Work instruction: Every line in the records below that holds "Support" must be identified and copied.

※ ※ ※

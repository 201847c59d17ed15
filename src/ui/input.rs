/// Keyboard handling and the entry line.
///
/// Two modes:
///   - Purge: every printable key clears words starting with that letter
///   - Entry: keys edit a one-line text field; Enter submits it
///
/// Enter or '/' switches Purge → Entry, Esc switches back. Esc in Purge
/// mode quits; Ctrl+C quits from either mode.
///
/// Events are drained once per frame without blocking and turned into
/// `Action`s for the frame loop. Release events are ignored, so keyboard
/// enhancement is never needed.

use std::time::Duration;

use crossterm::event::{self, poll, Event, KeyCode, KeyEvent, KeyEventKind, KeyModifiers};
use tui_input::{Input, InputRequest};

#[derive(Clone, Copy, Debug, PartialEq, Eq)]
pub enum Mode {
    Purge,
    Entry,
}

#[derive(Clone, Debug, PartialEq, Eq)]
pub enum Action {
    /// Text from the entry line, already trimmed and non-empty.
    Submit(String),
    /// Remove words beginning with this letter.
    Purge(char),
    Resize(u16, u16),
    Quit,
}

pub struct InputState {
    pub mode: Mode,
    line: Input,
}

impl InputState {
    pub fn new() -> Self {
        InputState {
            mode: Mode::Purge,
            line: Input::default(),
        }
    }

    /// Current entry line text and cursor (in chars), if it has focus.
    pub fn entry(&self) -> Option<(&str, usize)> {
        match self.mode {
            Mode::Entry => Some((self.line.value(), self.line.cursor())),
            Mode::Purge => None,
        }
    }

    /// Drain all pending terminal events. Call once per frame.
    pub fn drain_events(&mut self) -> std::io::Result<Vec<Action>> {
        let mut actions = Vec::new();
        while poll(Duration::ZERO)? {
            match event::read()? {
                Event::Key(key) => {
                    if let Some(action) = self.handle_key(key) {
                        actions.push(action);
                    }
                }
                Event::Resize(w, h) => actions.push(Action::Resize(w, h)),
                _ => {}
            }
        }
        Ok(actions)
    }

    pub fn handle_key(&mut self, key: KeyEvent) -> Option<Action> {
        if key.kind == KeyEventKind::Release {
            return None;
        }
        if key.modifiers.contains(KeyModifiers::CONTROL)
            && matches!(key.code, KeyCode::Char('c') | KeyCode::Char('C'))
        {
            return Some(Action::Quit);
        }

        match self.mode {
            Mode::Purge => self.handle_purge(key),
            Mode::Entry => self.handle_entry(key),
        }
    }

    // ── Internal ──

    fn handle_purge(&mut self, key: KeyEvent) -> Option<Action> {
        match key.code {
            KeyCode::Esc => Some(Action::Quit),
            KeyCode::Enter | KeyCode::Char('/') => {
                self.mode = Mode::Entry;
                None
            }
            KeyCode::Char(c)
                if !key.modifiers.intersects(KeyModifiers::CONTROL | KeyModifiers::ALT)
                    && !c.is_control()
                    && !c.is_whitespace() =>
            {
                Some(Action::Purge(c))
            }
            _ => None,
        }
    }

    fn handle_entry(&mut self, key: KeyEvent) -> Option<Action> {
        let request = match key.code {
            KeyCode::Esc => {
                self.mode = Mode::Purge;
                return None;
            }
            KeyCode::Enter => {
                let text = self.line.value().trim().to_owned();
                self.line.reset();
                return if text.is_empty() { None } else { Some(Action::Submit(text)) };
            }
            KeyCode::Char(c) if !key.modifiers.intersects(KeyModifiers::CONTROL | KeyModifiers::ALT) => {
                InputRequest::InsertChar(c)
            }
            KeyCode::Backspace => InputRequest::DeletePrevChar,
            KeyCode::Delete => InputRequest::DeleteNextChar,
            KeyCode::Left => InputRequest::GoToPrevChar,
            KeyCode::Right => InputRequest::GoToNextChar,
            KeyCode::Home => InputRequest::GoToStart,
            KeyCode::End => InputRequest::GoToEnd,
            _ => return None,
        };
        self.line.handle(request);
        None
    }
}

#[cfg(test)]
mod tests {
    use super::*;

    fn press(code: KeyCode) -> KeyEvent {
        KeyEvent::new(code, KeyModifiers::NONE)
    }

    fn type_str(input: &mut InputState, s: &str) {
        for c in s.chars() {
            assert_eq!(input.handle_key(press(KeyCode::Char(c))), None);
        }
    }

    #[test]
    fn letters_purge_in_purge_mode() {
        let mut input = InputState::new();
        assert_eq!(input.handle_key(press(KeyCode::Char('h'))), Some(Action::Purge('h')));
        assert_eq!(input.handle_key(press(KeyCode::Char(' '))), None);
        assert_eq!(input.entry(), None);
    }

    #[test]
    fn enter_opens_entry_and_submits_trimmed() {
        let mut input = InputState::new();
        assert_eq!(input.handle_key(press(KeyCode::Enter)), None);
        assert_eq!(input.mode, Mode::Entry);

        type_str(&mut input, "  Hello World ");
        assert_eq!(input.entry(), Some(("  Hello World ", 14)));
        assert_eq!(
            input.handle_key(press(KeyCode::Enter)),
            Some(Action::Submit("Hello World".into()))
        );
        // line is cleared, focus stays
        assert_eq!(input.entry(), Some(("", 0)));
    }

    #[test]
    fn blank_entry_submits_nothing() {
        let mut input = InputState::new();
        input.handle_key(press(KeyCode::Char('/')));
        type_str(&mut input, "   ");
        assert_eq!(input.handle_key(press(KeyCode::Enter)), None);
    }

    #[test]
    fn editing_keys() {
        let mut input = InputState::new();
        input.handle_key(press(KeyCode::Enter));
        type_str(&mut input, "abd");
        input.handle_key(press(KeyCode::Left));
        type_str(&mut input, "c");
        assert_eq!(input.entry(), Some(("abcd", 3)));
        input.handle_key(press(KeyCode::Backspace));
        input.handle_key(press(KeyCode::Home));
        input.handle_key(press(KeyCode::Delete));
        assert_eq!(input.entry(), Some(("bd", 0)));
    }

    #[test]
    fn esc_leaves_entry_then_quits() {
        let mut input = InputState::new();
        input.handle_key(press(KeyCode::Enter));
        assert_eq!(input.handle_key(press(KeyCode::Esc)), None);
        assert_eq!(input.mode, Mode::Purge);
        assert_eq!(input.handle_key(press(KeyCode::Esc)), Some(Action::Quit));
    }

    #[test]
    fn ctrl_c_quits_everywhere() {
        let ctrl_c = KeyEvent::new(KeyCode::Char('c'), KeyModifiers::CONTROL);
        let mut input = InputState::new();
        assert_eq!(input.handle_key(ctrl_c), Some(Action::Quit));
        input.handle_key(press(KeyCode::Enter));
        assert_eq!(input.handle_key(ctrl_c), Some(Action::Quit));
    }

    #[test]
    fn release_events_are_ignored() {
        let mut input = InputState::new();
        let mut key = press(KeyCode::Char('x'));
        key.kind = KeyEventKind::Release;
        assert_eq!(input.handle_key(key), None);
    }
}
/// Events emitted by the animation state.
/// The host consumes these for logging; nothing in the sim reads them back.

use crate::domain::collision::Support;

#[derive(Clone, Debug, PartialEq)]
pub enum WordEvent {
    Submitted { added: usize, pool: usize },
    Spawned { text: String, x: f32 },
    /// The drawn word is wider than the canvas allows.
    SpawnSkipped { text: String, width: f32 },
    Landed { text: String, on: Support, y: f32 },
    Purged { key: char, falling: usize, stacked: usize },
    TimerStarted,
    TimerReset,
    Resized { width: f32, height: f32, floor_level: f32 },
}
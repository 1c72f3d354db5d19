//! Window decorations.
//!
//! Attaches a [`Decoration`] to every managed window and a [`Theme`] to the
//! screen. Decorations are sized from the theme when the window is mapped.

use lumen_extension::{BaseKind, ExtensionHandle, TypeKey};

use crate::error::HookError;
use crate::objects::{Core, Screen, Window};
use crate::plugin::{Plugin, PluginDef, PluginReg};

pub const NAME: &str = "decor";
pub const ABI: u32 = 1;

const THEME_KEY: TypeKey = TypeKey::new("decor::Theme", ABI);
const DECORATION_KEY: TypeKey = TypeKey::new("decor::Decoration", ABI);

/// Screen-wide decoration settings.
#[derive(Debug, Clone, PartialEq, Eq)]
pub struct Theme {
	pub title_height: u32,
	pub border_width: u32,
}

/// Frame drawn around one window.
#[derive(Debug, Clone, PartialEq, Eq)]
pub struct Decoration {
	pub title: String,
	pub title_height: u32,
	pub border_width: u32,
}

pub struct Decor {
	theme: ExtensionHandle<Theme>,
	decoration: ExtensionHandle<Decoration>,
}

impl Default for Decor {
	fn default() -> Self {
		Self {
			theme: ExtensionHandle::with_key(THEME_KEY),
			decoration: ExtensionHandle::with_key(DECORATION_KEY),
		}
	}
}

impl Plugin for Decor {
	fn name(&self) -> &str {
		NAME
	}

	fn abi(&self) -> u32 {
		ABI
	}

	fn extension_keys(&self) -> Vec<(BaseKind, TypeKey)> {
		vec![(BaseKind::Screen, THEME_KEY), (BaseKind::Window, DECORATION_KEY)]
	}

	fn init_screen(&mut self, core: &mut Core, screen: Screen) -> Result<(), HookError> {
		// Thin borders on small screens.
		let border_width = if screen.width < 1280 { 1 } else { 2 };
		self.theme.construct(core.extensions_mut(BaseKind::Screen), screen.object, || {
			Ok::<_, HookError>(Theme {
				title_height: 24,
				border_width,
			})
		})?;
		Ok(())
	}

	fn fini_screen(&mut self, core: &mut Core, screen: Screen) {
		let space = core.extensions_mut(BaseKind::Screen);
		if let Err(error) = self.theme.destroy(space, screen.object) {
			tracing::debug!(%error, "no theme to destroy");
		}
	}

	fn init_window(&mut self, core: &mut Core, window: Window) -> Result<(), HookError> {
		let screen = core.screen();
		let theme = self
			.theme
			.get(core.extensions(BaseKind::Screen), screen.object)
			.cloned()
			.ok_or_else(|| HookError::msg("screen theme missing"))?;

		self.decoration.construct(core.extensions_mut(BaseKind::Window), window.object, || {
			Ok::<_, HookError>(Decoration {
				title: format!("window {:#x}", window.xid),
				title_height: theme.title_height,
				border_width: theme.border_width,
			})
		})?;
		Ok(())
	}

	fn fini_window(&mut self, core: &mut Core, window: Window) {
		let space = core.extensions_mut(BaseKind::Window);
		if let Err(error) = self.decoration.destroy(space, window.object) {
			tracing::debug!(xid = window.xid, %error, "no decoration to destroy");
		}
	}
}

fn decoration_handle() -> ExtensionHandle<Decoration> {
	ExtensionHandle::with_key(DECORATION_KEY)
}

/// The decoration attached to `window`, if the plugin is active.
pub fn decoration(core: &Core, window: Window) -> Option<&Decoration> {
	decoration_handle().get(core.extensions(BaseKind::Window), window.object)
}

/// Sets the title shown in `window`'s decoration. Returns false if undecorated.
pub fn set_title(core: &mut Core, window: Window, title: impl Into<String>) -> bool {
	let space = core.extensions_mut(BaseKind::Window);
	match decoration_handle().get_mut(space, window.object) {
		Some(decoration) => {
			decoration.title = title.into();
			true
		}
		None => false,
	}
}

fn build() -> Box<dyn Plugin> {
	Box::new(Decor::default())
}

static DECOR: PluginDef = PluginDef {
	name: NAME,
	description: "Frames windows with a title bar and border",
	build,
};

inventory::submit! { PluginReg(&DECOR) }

※ ※ ※

Problem solution:
use crate::domain::collision::Support;
    Landed { text: String, on: Support, y: f32 },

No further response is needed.